Auch ein Aufenthaltsrecht aus einem anderen Grund ist nicht ersichtlich. Der Antragsteller hält sich zwar länger als fünf Jahre ununterbrochen in Deutschland auf, ein Daueraufenthaltsrecht gemäß § 4a Abs. 1 FreizügG/EU hat er jedoch nicht erworben, weil Zeiten der Haft, die der Antragsteller von Juni 2013 bis November 2014 verbüßt hat, die Kontinuität des Aufenthalts unterbrechen, der maßgebende Fünfjahreszeitraum beginnt erst wieder mit der Haftentlassung (Oberhäuser in Hofmann [Hrsg.], Kommentar zum Ausländerrecht, § 4a FreizügG/EU, Rn. 6 mit Nachweisen zur Rechtsprechung des Europäischen Gerichtshofs [EuGH]).
Ein Anordnungsanspruch gegen den Beigeladenen folgt entgegen der Auffassung des Sozialgerichts Berlin auch nicht aus § 41a Abs. 7 Satz 1 SGB II in der Fassung vom 26. Juli 2016 im Hinblick darauf, dass das Sozialgericht Mainz mit Beschluss vom 18. April 2016, Az.

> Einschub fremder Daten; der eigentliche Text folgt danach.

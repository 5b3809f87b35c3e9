pub mod color;
mod config;
pub mod logging;

pub use config::Config;
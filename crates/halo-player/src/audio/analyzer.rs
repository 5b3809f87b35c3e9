//! Spectrum analysis of the playing track.
//!
//! Runs one FFT per frame over the samples the current track has just played
//! and reduces the spectrum to three band energies on a 0-255 scale.
//! Bin magnitudes are eased over time and mapped from decibels onto bytes the
//! way browser analyser nodes do, so the visual constants stay comparable.

use num_complex::Complex;
use rustfft::{Fft, FftPlanner};
use std::sync::Arc;

use super::source::{SampleTap, TAP_SIZE};

/// FFT size - gives 1024 usable bins
pub const FFT_SIZE: usize = TAP_SIZE;

/// Number of spectrum bins
const BIN_COUNT: usize = FFT_SIZE / 2;

/// Per-bin easing between successive frames
const SMOOTHING_TIME_CONSTANT: f32 = 0.8;

/// Decibel window mapped onto 0-255
const MIN_DECIBELS: f32 = -100.0;
const MAX_DECIBELS: f32 = -30.0;

/// Highest value a band energy can take
pub const MAX_ENERGY: f32 = 255.0;

/// Named frequency bands
#[derive(Clone, Copy, Debug, PartialEq, Eq)]
pub enum Band {
    Bass,
    Mid,
    Treble,
}

impl Band {
    /// Frequency range in Hz (inclusive)
    pub fn range(self) -> (f32, f32) {
        match self {
            Band::Bass => (20.0, 140.0),
            Band::Mid => (400.0, 2600.0),
            Band::Treble => (5200.0, 14000.0),
        }
    }
}

/// Raw per-frame band energies (0-255)
#[derive(Clone, Copy, Debug, Default, PartialEq)]
pub struct BandEnergies {
    pub bass: f32,
    pub mid: f32,
    pub treble: f32,
}

pub struct SpectrumAnalyzer {
    // FFT resources (pre-allocated)
    fft: Arc<dyn Fft<f32>>,
    fft_buffer: Vec<Complex<f32>>,
    fft_window: Vec<f32>,

    /// Time-smoothed linear magnitudes
    magnitudes: Vec<f32>,
    /// Byte-scaled spectrum (0-255 per bin)
    spectrum: Vec<f32>,

    sample_rate: f32,
    input: Option<SampleTap>,
}

impl SpectrumAnalyzer {
    pub fn new() -> Self {
        let mut planner = FftPlanner::new();
        let fft = planner.plan_fft_forward(FFT_SIZE);

        // Pre-compute Hann window
        let fft_window: Vec<f32> = (0..FFT_SIZE)
            .map(|i| 0.5 * (1.0 - (2.0 * std::f32::consts::PI * i as f32 / FFT_SIZE as f32).cos()))
            .collect();

        Self {
            fft,
            fft_buffer: vec![Complex::new(0.0, 0.0); FFT_SIZE],
            fft_window,
            magnitudes: vec![0.0; BIN_COUNT],
            spectrum: vec![0.0; BIN_COUNT],
            sample_rate: 44100.0,
            input: None,
        }
    }

    /// Bind to a track's output. `None` detaches and the analyzer hears silence.
    pub fn set_input(&mut self, input: Option<SampleTap>) {
        if let Some(ref tap) = input {
            self.sample_rate = tap.sample_rate() as f32;
        }
        self.input = input;
    }

    /// Analyze the bound signal. Call once per frame.
    /// A paused track contributes silence so the spectrum decays.
    pub fn analyze(&mut self, playing: bool) -> BandEnergies {
        let samples = match (&self.input, playing) {
            (Some(tap), true) => tap.snapshot(),
            _ => Vec::new(),
        };
        self.analyze_samples(&samples)
    }

    /// Analyze an explicit block of mono samples (zero-padded to the FFT size)
    pub fn analyze_samples(&mut self, samples: &[f32]) -> BandEnergies {
        let sample_count = samples.len().min(FFT_SIZE);

        // Apply window and fill buffer (reusing pre-allocated buffer)
        for i in 0..FFT_SIZE {
            self.fft_buffer[i] = if i < sample_count {
                Complex::new(samples[i] * self.fft_window[i], 0.0)
            } else {
                Complex::new(0.0, 0.0)
            };
        }

        self.fft.process(&mut self.fft_buffer);

        let range = MAX_DECIBELS - MIN_DECIBELS;
        for (i, bin) in self.fft_buffer[..BIN_COUNT].iter().enumerate() {
            let magnitude = bin.norm() / FFT_SIZE as f32;
            self.magnitudes[i] = SMOOTHING_TIME_CONSTANT * self.magnitudes[i]
                + (1.0 - SMOOTHING_TIME_CONSTANT) * magnitude;

            let db = 20.0 * (self.magnitudes[i] + 1e-10).log10();
            self.spectrum[i] = ((db - MIN_DECIBELS) / range * MAX_ENERGY)
                .floor()
                .clamp(0.0, MAX_ENERGY);
        }

        BandEnergies {
            bass: self.energy(Band::Bass),
            mid: self.energy(Band::Mid),
            treble: self.energy(Band::Treble),
        }
    }

    /// Average byte value of the bins covering `band` in the last analysis
    pub fn energy(&self, band: Band) -> f32 {
        let (low_hz, high_hz) = band.range();
        let nyquist = self.sample_rate / 2.0;
        let to_bin = |hz: f32| ((hz / nyquist) * BIN_COUNT as f32).round() as usize;

        let low = to_bin(low_hz).min(BIN_COUNT - 1);
        let high = to_bin(high_hz).min(BIN_COUNT - 1);
        if high < low {
            return 0.0;
        }

        let total: f32 = self.spectrum[low..=high].iter().sum();
        total / (high - low + 1) as f32
    }
}

impl Default for SpectrumAnalyzer {
    fn default() -> Self {
        Self::new()
    }
}

#[cfg(test)]
mod tests {
    use super::*;

    fn sine(freq: f32, amplitude: f32, sample_rate: f32) -> Vec<f32> {
        (0..FFT_SIZE)
            .map(|i| amplitude * (2.0 * std::f32::consts::PI * freq * i as f32 / sample_rate).sin())
            .collect()
    }

    #[test]
    fn test_silence_has_no_energy() {
        let mut analyzer = SpectrumAnalyzer::new();
        let bands = analyzer.analyze_samples(&vec![0.0; FFT_SIZE]);
        assert_eq!(bands, BandEnergies::default());
    }

    #[test]
    fn test_unbound_analyzer_hears_silence() {
        let mut analyzer = SpectrumAnalyzer::new();
        let bands = analyzer.analyze(true);
        assert_eq!(bands.bass, 0.0);
        assert_eq!(bands.mid, 0.0);
        assert_eq!(bands.treble, 0.0);
    }

    #[test]
    fn test_mid_tone_lights_mid_band() {
        let mut analyzer = SpectrumAnalyzer::new();
        let tone = sine(1000.0, 0.8, 44100.0);

        let mut bands = BandEnergies::default();
        for _ in 0..10 {
            bands = analyzer.analyze_samples(&tone);
        }

        assert!(bands.mid > 0.0);
        assert!(bands.mid > bands.bass, "mid {} bass {}", bands.mid, bands.bass);
        assert!(bands.mid > bands.treble, "mid {} treble {}", bands.mid, bands.treble);
        assert!(bands.mid <= MAX_ENERGY);
    }

    #[test]
    fn test_energy_decays_when_paused() {
        let mut analyzer = SpectrumAnalyzer::new();
        let tap = SampleTap::new(44100);
        tap.push(&sine(80.0, 0.9, 44100.0));
        analyzer.set_input(Some(tap));

        let mut loud = BandEnergies::default();
        for _ in 0..10 {
            loud = analyzer.analyze(true);
        }
        assert!(loud.bass > 0.0);

        let mut quiet = loud;
        for _ in 0..60 {
            quiet = analyzer.analyze(false);
        }
        assert!(quiet.bass < loud.bass);
    }

    #[test]
    fn test_band_ranges_are_ordered() {
        let (_, bass_hi) = Band::Bass.range();
        let (mid_lo, mid_hi) = Band::Mid.range();
        let (treble_lo, _) = Band::Treble.range();
        assert!(bass_hi < mid_lo);
        assert!(mid_hi < treble_lo);
    }
}
use nannou::prelude::*;

use super::{FrameInput, Layer};
use crate::utils::color::hsba;

const GLOW_DISCS: usize = 10;

/// Soft halo behind everything; swells with the bass, tinted by the treble
pub struct BackgroundGlow;

impl BackgroundGlow {
    /// Diameter of the smallest disc
    pub fn base_diameter(input: &FrameInput) -> f32 {
        map_range(input.bands.bass, 0.0, 255.0, 230.0, 320.0)
    }
}

impl Layer for BackgroundGlow {
    fn draw(&self, draw: &Draw, center: Vec2, input: &FrameInput) {
        let base = Self::base_diameter(input);
        let hue = map_range(input.bands.treble, 0.0, 255.0, 210.0, 260.0);

        for i in 0..GLOW_DISCS {
            let i = i as f32;
            let d = base + i * 30.0;
            draw.ellipse()
                .xy(center)
                .w_h(d, d)
                .color(hsba(hue, 30.0, 18.0, 16.0 - i));
        }
    }
}

#[cfg(test)]
mod tests {
    use super::*;
    use crate::audio::SmoothedBands;

    #[test]
    fn test_glow_follows_bass() {
        let mut input = FrameInput::default();
        assert!((BackgroundGlow::base_diameter(&input) - 230.0).abs() < 1e-4);

        input.bands = SmoothedBands {
            bass: 255.0,
            mid: 0.0,
            treble: 0.0,
        };
        assert!((BackgroundGlow::base_diameter(&input) - 320.0).abs() < 1e-3);
    }
}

S 3 AS 149/16, dokumentiert in juris, die Frage der Verfassungsgemäßheit des § 7 Absatz 1 Satz 2 Nr. 2 SGB II dem Bundesverfassungsgericht (dortiges Az.: 1 BvL 4/16) vorgelegt hat.
Nach § 41a Abs. 7 Satz 1 SGB II kann über die Erbringung von Geld- und Sachleistungen vorläufig entschieden werden, wenn die Vereinbarkeit einer Vorschrift dieses Buches, von der die Entscheidung über den Antrag abhängt, mit höherrangigem Recht Gegenstand eines Verfahrens bei dem Bundesverfassungsgericht oder dem Gerichtshof der Europäischen Union ist oder eine entscheidungserhebliche Rechtsfrage von grundsätzlicher Bedeutung Gegenstand eines Verfahrens beim Bundessozialgericht ist.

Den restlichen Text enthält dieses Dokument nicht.